DOE/MICS Mid Year Project Report
Date: Dec 1, 2002
Project Title:
Self-Configuring Network Monitor
Project Type: Base
PI: Deb Agarwal and
Brian Tierney
__________________________________________________________________
Executive summary
Achieving the goals of high performance distributed data
access and computing will require wringing the best possible performance from
the networks. Most existing tools for end-to-end tests of network performance
provide the end user little or no information from intermediate hops within the
network. Without this information, the end-to-end system is unable to identify
and diagnose problems within the network.
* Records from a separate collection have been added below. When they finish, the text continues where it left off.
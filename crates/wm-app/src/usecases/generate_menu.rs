use std::sync::Arc;

use rand::seq::SliceRandom;
use tracing::{debug, info};
use wm_core::ports::{ClockPort, MenuRepositoryPort, RecipeRepositoryPort};
use wm_core::{Menu, MenuError, MenuSelection, TimestampMs};

use super::UseCaseError;

/// Use case that picks recipes for the requested days and records the menu.
///
/// Flow:
/// 1. fetch every recipe (fails with `NoRecipesAvailable` when there are none)
/// 2. shuffle the whole collection uniformly
/// 3. keep the first `min(days.len(), recipes.len())`
/// 4. bump and persist the usage count of each kept recipe, one at a time
/// 5. persist the menu snapshot
///
/// The steps are not transactional. If an update or the final menu write
/// fails, counts already persisted stay incremented and the error is returned.
pub struct GenerateMenu {
    recipe_repo: Arc<dyn RecipeRepositoryPort>,
    menu_repo: Arc<dyn MenuRepositoryPort>,
    clock: Arc<dyn ClockPort>,
}

impl GenerateMenu {
    pub fn from_ports(
        recipe_repo: Arc<dyn RecipeRepositoryPort>,
        menu_repo: Arc<dyn MenuRepositoryPort>,
        clock: Arc<dyn ClockPort>,
    ) -> Self {
        Self {
            recipe_repo,
            menu_repo,
            clock,
        }
    }

    /// Generates and persists a menu for `days`.
    ///
    /// `days` is stored untouched, including when it is empty or longer than
    /// the recipe collection; only `selections` is truncated.
    #[tracing::instrument(
        name = "usecase.generate_menu.execute",
        skip(self, days),
        fields(days = days.len())
    )]
    pub async fn execute(&self, days: Vec<String>) -> Result<Menu, UseCaseError> {
        let mut recipes = self.recipe_repo.fetch_all().await?;
        if recipes.is_empty() {
            return Err(MenuError::NoRecipesAvailable.into());
        }

        recipes.shuffle(&mut rand::rng());
        recipes.truncate(days.len());
        debug!(available_days = days.len(), selected = recipes.len(), "Recipes selected");

        let mut selections = Vec::with_capacity(recipes.len());
        for mut recipe in recipes {
            recipe.record_usage();
            self.recipe_repo.update(&recipe).await?;
            selections.push(MenuSelection::from(&recipe));
        }

        let generated_at = TimestampMs::from_epoch_millis(self.clock.now_ms());
        let menu = Menu::new(days, selections, generated_at);
        self.menu_repo.add(&menu).await?;

        info!(
            menu_id = %menu.id,
            days = menu.days.len(),
            selections = menu.selections.len(),
            "Menu generated"
        );
        Ok(menu)
    }
}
The goal of this project is to design and implement a self-configuring
monitoring system that uses special request packets to automatically activate
monitors deployed at the Layer three ingress and egress routers of the ESNet
network and within the end site networks. A principal design goal of the system
is to provide components that are secure, easy to install, and easy to maintain
so that the system does not add a burden to the network’s administration. This
architecture will not require modifications to the application or network
routing infrastructure. Archived monitoring data will help point the way beyond
the handcrafted systems of network testbeds to a production environment that
can routinely support high performance distributed applications. This passive
monitoring system will integrate with active monitoring efforts and provide an
essential component in a complete end-to-end network test and monitoring
capability.
Accomplishments May 2002 to Dec 2002
The focus of the past 6 months has been on performance
issues, both for the packet capture and for the SNCMPlot analysis tool.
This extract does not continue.